-- RECORDS FOR THIS EXERCISE --
--- --- ---

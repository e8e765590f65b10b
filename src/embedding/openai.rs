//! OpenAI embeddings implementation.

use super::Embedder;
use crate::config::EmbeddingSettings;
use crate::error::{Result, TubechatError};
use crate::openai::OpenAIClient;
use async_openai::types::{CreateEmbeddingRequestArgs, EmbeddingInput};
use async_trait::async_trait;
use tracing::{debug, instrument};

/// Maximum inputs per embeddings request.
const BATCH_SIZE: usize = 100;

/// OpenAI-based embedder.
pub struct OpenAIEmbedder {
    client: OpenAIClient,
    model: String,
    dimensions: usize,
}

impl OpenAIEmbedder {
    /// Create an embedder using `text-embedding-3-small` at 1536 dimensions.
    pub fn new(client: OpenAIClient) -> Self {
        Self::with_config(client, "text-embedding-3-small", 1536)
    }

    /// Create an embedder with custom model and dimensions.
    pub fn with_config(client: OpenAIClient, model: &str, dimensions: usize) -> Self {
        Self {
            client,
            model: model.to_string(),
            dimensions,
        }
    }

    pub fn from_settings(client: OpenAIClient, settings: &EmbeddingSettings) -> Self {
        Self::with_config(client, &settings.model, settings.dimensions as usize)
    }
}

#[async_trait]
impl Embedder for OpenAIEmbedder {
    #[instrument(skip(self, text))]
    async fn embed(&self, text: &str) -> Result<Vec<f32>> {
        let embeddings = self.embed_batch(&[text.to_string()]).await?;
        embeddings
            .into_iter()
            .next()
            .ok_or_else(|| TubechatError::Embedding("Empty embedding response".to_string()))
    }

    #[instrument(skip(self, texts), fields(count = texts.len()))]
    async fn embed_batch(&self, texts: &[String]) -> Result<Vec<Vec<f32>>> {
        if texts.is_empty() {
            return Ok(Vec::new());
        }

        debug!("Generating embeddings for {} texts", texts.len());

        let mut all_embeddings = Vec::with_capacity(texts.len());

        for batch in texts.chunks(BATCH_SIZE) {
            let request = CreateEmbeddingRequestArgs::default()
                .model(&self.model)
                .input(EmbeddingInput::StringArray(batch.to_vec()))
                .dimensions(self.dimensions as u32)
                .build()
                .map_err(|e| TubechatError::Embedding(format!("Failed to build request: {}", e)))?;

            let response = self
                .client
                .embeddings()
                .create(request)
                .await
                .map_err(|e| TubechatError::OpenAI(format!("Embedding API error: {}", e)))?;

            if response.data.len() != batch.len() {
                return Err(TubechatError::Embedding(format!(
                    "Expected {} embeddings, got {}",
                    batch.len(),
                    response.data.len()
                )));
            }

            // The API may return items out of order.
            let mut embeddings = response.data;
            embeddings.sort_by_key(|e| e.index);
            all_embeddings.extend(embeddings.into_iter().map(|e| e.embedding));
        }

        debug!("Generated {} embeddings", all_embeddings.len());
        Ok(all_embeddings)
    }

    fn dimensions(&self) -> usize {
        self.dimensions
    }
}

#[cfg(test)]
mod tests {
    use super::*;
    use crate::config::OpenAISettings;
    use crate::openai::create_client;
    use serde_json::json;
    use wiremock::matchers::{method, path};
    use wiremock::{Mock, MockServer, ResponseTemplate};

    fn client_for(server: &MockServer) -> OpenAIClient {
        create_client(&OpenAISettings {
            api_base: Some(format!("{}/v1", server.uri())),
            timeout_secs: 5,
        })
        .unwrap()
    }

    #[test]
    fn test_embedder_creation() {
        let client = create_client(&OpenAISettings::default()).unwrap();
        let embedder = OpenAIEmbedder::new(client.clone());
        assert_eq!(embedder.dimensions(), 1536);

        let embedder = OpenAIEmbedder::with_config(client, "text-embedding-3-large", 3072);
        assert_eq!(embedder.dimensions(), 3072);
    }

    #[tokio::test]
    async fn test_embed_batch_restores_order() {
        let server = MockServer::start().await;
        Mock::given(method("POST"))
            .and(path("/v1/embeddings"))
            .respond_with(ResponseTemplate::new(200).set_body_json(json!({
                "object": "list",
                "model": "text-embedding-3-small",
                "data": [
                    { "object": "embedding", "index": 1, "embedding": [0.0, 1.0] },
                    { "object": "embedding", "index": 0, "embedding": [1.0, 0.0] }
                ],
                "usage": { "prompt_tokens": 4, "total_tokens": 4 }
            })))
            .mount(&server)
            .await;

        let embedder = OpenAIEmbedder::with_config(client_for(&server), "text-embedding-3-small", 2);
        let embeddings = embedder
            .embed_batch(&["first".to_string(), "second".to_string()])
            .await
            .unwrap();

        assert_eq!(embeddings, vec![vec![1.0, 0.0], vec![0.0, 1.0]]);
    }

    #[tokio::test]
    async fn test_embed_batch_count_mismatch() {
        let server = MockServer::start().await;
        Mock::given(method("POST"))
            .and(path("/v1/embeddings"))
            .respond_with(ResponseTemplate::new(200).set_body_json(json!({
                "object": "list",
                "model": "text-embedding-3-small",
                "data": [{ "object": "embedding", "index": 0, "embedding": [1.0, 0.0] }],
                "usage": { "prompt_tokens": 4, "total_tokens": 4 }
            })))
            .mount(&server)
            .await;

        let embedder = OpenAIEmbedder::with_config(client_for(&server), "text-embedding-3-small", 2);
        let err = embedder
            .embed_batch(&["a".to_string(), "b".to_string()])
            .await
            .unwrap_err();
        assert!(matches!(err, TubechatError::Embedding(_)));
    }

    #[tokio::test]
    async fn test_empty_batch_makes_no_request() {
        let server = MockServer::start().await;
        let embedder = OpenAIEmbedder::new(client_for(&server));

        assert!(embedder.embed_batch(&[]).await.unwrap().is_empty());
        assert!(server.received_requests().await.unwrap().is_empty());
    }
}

--- --- ---

-- PROBLEM TO SOLVE --
Looking at the records above, state the number of lines where the word "texts" occurs, and write nothing beyond it.

-- RESPONSE FOR THIS EXERCISE --
6